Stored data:

···

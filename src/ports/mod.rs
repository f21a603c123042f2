//! Port traits for the host platform collaborators.

pub mod config_port;
pub mod market_data_port;
pub mod scheduler_port;
pub mod trading_port;
//! Reservation handler tests.

use axum::http::{Method, StatusCode};
use serde_json::json;

use crate::tests::common::*;

#[tokio::test]
async fn reservation_with_token_consumes_the_invite() {
    let state = create_test_state().await;
    let (_, token) = issue_invite(&state, default_invite_body()).await;

    let (status, body) = send(
        &state,
        json_request(
            Method::POST,
            "/api/reservations",
            reservation_body(Some(&token)),
        ),
    )
    .await;
    assert_eq!(status, StatusCode::CREATED, "create failed: {body}");
    assert!(body["reservationId"].as_str().is_some());

    // the single use is gone now
    let (status, body) = send(
        &state,
        get(&format!("/api/invites/validate?token={token}")),
    )
    .await;
    assert_eq!(status, StatusCode::GONE);
    assert_eq!(body["reason"], json!("used"));
}

#[tokio::test]
async fn second_submission_on_single_use_token_is_rejected() {
    let state = create_test_state().await;
    let (_, token) = issue_invite(&state, default_invite_body()).await;

    let (status, _) = send(
        &state,
        json_request(
            Method::POST,
            "/api/reservations",
            reservation_body(Some(&token)),
        ),
    )
    .await;
    assert_eq!(status, StatusCode::CREATED);

    let (status, body) = send(
        &state,
        json_request(
            Method::POST,
            "/api/reservations",
            reservation_body(Some(&token)),
        ),
    )
    .await;
    assert_eq!(status, StatusCode::GONE);
    assert_eq!(body["error"], json!("TOKEN_USED"));
    // guests get the collapsed notice, not the specific precondition
    assert!(body["message"].as_str().unwrap().contains("Einladung"));
}

#[tokio::test]
async fn multi_use_invite_admits_its_quota_exactly() {
    let state = create_test_state().await;
    let (_, token) = issue_invite(
        &state,
        json!({ "recipientEmail": "guest@example.com", "maxUses": 3 }),
    )
    .await;

    for i in 0..3 {
        let mut body = reservation_body(Some(&token));
        body["email"] = json!(format!("guest{i}@example.com"));
        let (status, response) =
            send(&state, json_request(Method::POST, "/api/reservations", body)).await;
        assert_eq!(status, StatusCode::CREATED, "attempt {i} failed: {response}");
    }

    let (status, body) = send(
        &state,
        json_request(
            Method::POST,
            "/api/reservations",
            reservation_body(Some(&token)),
        ),
    )
    .await;
    assert_eq!(status, StatusCode::GONE);
    assert_eq!(body["error"], json!("TOKEN_USED"));
}

#[tokio::test]
async fn unknown_token_maps_to_not_found() {
    let state = create_test_state().await;
    let (status, body) = send(
        &state,
        json_request(
            Method::POST,
            "/api/reservations",
            reservation_body(Some("bogus-token")),
        ),
    )
    .await;
    assert_eq!(status, StatusCode::NOT_FOUND);
    assert_eq!(body["error"], json!("TOKEN_INVALID"));
}

#[tokio::test]
async fn reservation_without_token_is_accepted() {
    let state = create_test_state().await;
    let (status, body) = send(
        &state,
        json_request(Method::POST, "/api/reservations", reservation_body(None)),
    )
    .await;
    assert_eq!(status, StatusCode::CREATED, "create failed: {body}");
}

#[tokio::test]
async fn validation_errors_name_their_fields() {
    let state = create_test_state().await;
    let mut body = reservation_body(None);
    body["guestCount"] = json!(0);
    body["termsAccepted"] = json!(false);
    body["email"] = json!("not-an-email");

    let (status, response) =
        send(&state, json_request(Method::POST, "/api/reservations", body)).await;
    assert_eq!(status, StatusCode::BAD_REQUEST);
    assert_eq!(response["error"], json!("VALIDATION_ERROR"));

    let fields: Vec<&str> = response["details"]
        .as_array()
        .unwrap()
        .iter()
        .map(|d| d["field"].as_str().unwrap())
        .collect();
    for field in ["guestCount", "termsAccepted", "email"] {
        assert!(fields.contains(&field), "missing {field} in {fields:?}");
    }
}

#[tokio::test]
async fn unknown_payment_method_is_a_validation_error() {
    let state = create_test_state().await;
    let mut body = reservation_body(None);
    body["paymentMethod"] = json!("goldbarren");

    let (status, response) =
        send(&state, json_request(Method::POST, "/api/reservations", body)).await;
    assert_eq!(status, StatusCode::BAD_REQUEST);
    assert_eq!(response["error"], json!("VALIDATION_ERROR"));
}

#[tokio::test]
async fn legacy_contact_shape_is_accepted() {
    let state = create_test_state().await;
    let body = json!({
        "guestName": "B. Müller",
        "email": "bm@example.com",
        "eventDate": "2026-09-12",
        "eventType": "Geburtstag",
        "startTime": "18:00",
        "guestCount": 12,
        "paymentMethod": "cash",
        "privacyAccepted": true,
        "termsAccepted": true,
        "signature": "data:image/png;base64,iVBORw0KGgoAAAANSUhEUg=="
    });

    let (status, response) =
        send(&state, json_request(Method::POST, "/api/reservations", body)).await;
    assert_eq!(status, StatusCode::CREATED, "create failed: {response}");

    let (_, list) = send(&state, admin_get("/api/admin/reservations")).await;
    assert_eq!(list[0]["guestName"], json!("B. Müller"));
}

#[tokio::test]
async fn repeated_submissions_hit_the_rate_limit() {
    let mut config = test_config();
    config.rate_limit_max = 1;
    let state = create_test_state_with(config).await;

    let (status, _) = send(
        &state,
        json_request(Method::POST, "/api/reservations", reservation_body(None)),
    )
    .await;
    assert_eq!(status, StatusCode::CREATED);

    let (status, body) = send(
        &state,
        json_request(Method::POST, "/api/reservations", reservation_body(None)),
    )
    .await;
    assert_eq!(status, StatusCode::TOO_MANY_REQUESTS);
    assert_eq!(body["error"], json!("RATE_LIMITED"));
}

#[tokio::test]
async fn staff_can_move_a_reservation_through_statuses() {
    let state = create_test_state().await;
    let (status, body) = send(
        &state,
        json_request(Method::POST, "/api/reservations", reservation_body(None)),
    )
    .await;
    assert_eq!(status, StatusCode::CREATED);
    let id = body["reservationId"].as_str().unwrap().to_string();

    let (status, _) = send(
        &state,
        admin_json(
            Method::POST,
            &format!("/api/admin/reservations/{id}/status"),
            json!({ "status": "confirmed" }),
        ),
    )
    .await;
    assert_eq!(status, StatusCode::NO_CONTENT);

    let (_, list) = send(&state, admin_get("/api/admin/reservations")).await;
    let entry = list
        .as_array()
        .unwrap()
        .iter()
        .find(|e| e["id"] == json!(id.as_str()))
        .unwrap();
    assert_eq!(entry["status"], json!("confirmed"));

    let (status, body) = send(
        &state,
        admin_json(
            Method::POST,
            &format!("/api/admin/reservations/{id}/status"),
            json!({ "status": "vanished" }),
        ),
    )
    .await;
    assert_eq!(status, StatusCode::BAD_REQUEST);
    assert_eq!(body["error"], json!("INVALID_STATUS"));
}
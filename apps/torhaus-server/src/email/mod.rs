//! Email module for invite delivery.
//!
//! Delivery failures never roll back invite issuance; the invite exists and
//! staff can resend it.

#[cfg(feature = "email-resend")]
mod resend;
#[cfg(feature = "email-smtp")]
mod smtp;
mod templates;

pub use templates::InviteEmailContent;

use crate::config::{EmailConfig, EmailProviderConfig};
use async_trait::async_trait;
use chrono::{DateTime, Utc};
use thiserror::Error;

/// Email sending error
#[derive(Debug, Error)]
pub enum EmailError {
    #[error("Failed to send email: {0}")]
    SendFailed(String),

    #[error("Invalid configuration: {0}")]
    InvalidConfig(String),

    #[error("Provider not available: {0}")]
    ProviderNotAvailable(String),
}

/// Trait for email providers
#[async_trait]
pub trait EmailProvider: Send + Sync {
    /// Send an invite link
    async fn send_invite(
        &self,
        to: &str,
        link: &str,
        expires_at: Option<DateTime<Utc>>,
        from_address: &str,
        from_name: Option<&str>,
    ) -> Result<(), EmailError>;
}

/// Create an email provider from configuration
pub fn create_provider(config: &EmailConfig) -> Result<Box<dyn EmailProvider>, EmailError> {
    match &config.provider {
        #[cfg(feature = "email-resend")]
        EmailProviderConfig::Resend { api_key } => {
            Ok(Box::new(resend::ResendProvider::new(api_key.clone())))
        }
        #[cfg(not(feature = "email-resend"))]
        EmailProviderConfig::Resend { .. } => Err(EmailError::ProviderNotAvailable(
            "Resend support not compiled in. Enable the 'email-resend' feature.".to_string(),
        )),
        #[cfg(feature = "email-smtp")]
        EmailProviderConfig::Smtp {
            host,
            port,
            username,
            password,
            use_tls,
        } => {
            let provider = smtp::SmtpProvider::new(
                host.clone(),
                *port,
                username.clone(),
                password.clone(),
                *use_tls,
            )?;
            Ok(Box::new(provider))
        }
        #[cfg(not(feature = "email-smtp"))]
        EmailProviderConfig::Smtp { .. } => Err(EmailError::ProviderNotAvailable(
            "SMTP support not compiled in. Enable the 'email-smtp' feature.".to_string(),
        )),
    }
}

/// Configured sender for invite mails.
pub struct InviteMailer {
    provider: Box<dyn EmailProvider>,
    from_address: String,
    from_name: Option<String>,
}

impl InviteMailer {
    pub fn from_config(config: &EmailConfig) -> Result<Self, EmailError> {
        Ok(Self {
            provider: create_provider(config)?,
            from_address: config.from_address.clone(),
            from_name: config.from_name.clone(),
        })
    }

    pub async fn send_invite(
        &self,
        to: &str,
        link: &str,
        expires_at: Option<DateTime<Utc>>,
    ) -> Result<(), EmailError> {
        self.provider
            .send_invite(
                to,
                link,
                expires_at,
                &self.from_address,
                self.from_name.as_deref(),
            )
            .await
    }
}
//! Reservation types.

use chrono::{DateTime, NaiveDate, Utc};

use super::{InviteId, ReservationId};

#[derive(Clone, Copy, Debug, PartialEq, Eq)]
pub enum ReservationStatus {
    Pending,
    Confirmed,
    Declined,
    Cancelled,
}

impl ReservationStatus {
    pub fn as_str(&self) -> &'static str {
        match self {
            ReservationStatus::Pending => "pending",
            ReservationStatus::Confirmed => "confirmed",
            ReservationStatus::Declined => "declined",
            ReservationStatus::Cancelled => "cancelled",
        }
    }

    pub fn parse(s: &str) -> Option<Self> {
        match s {
            "pending" => Some(ReservationStatus::Pending),
            "confirmed" => Some(ReservationStatus::Confirmed),
            "declined" => Some(ReservationStatus::Declined),
            "cancelled" => Some(ReservationStatus::Cancelled),
            _ => None,
        }
    }
}

#[derive(Clone, Copy, Debug, PartialEq, Eq)]
pub enum PaymentMethod {
    Invoice,
    Cash,
}

impl PaymentMethod {
    pub fn as_str(&self) -> &'static str {
        match self {
            PaymentMethod::Invoice => "invoice",
            PaymentMethod::Cash => "cash",
        }
    }

    pub fn parse(s: &str) -> Option<Self> {
        match s {
            "invoice" => Some(PaymentMethod::Invoice),
            "cash" => Some(PaymentMethod::Cash),
            _ => None,
        }
    }
}

/// Guest contact details.
///
/// Old reservation records carry only a display name; newer submissions
/// carry the structured host address. The two shapes are kept as explicit
/// variants with a discriminator column in storage, so backends map fields
/// by presence instead of probing.
#[derive(Clone, Debug, PartialEq, Eq)]
pub enum GuestContact {
    Detailed {
        first_name: String,
        last_name: String,
        street: String,
        postal_code: String,
        city: String,
        phone: String,
        email: String,
    },
    Legacy {
        name: String,
        email: String,
        phone: Option<String>,
    },
}

impl GuestContact {
    pub fn email(&self) -> &str {
        match self {
            GuestContact::Detailed { email, .. } => email,
            GuestContact::Legacy { email, .. } => email,
        }
    }

    pub fn display_name(&self) -> String {
        match self {
            GuestContact::Detailed {
                first_name,
                last_name,
                ..
            } => format!("{first_name} {last_name}"),
            GuestContact::Legacy { name, .. } => name.clone(),
        }
    }
}

#[derive(Clone, Copy, Debug, PartialEq, Eq)]
pub enum SignatureKind {
    Host,
    Staff,
}

impl SignatureKind {
    pub fn as_str(&self) -> &'static str {
        match self {
            SignatureKind::Host => "host",
            SignatureKind::Staff => "staff",
        }
    }

    pub fn parse(s: &str) -> Option<Self> {
        match s {
            "host" => Some(SignatureKind::Host),
            "staff" => Some(SignatureKind::Staff),
            _ => None,
        }
    }
}

/// Signature captured with a reservation (PNG bytes).
#[derive(Clone, Debug)]
pub struct Signature {
    pub reservation_id: ReservationId,
    pub kind: SignatureKind,
    pub image_png: Vec<u8>,
    pub created_at: DateTime<Utc>,
}

/// Reservation record
#[derive(Clone, Debug)]
pub struct Reservation {
    pub id: ReservationId,
    pub status: ReservationStatus,
    pub contact: GuestContact,
    pub event_date: NaiveDate,
    pub event_type: String,
    pub start_time: String,
    pub end_time: String,
    pub guest_count: i32,
    pub payment_method: PaymentMethod,
    pub notes: Option<String>,
    /// Invite that authorized this reservation; cleared when that invite is
    /// deleted.
    pub invite_id: Option<InviteId>,
    pub created_at: DateTime<Utc>,
}

/// One use-unit of an invite, redeemed inside the reservation transaction.
#[derive(Clone, Debug)]
pub struct InviteConsumption {
    pub invite_id: InviteId,
    pub expected_max_uses: i32,
}

/// Parameters for creating a reservation. The host signature and the
/// optional invite consumption commit in the same transaction as the
/// reservation row.
#[derive(Clone, Debug)]
pub struct CreateReservationParams {
    pub contact: GuestContact,
    pub event_date: NaiveDate,
    pub event_type: String,
    pub start_time: String,
    pub end_time: String,
    pub guest_count: i32,
    pub payment_method: PaymentMethod,
    pub notes: Option<String>,
    pub signature_png: Vec<u8>,
    pub invite: Option<InviteConsumption>,
}

#[cfg(test)]
mod tests {
    use super::*;

    #[test]
    fn status_round_trip() {
        for s in [
            ReservationStatus::Pending,
            ReservationStatus::Confirmed,
            ReservationStatus::Declined,
            ReservationStatus::Cancelled,
        ] {
            assert_eq!(ReservationStatus::parse(s.as_str()), Some(s));
        }
        assert_eq!(ReservationStatus::parse("bogus"), None);
    }

    #[test]
    fn contact_accessors() {
        let detailed = GuestContact::Detailed {
            first_name: "Anna".into(),
            last_name: "Beispiel".into(),
            street: "Hauptstr. 1".into(),
            postal_code: "21244".into(),
            city: "Buchholz".into(),
            phone: "+49 40 1234".into(),
            email: "anna@example.com".into(),
        };
        assert_eq!(detailed.email(), "anna@example.com");
        assert_eq!(detailed.display_name(), "Anna Beispiel");

        let legacy = GuestContact::Legacy {
            name: "B. Müller".into(),
            email: "bm@example.com".into(),
            phone: None,
        };
        assert_eq!(legacy.email(), "bm@example.com");
        assert_eq!(legacy.display_name(), "B. Müller");
    }
}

···

- BRIEF: Please reply with an exact copy of the lines above, starting at the first and ending at the line that holds "Reservation handler tests.".

- FINISHED TASK:
filename src/ports/mod.rs
repository f21a603c123042f2
//! Port traits for the host platform collaborators.

pub mod config_port;
pub mod market_data_port;
pub mod scheduler_port;
pub mod trading_port;
//! Reservation handler tests.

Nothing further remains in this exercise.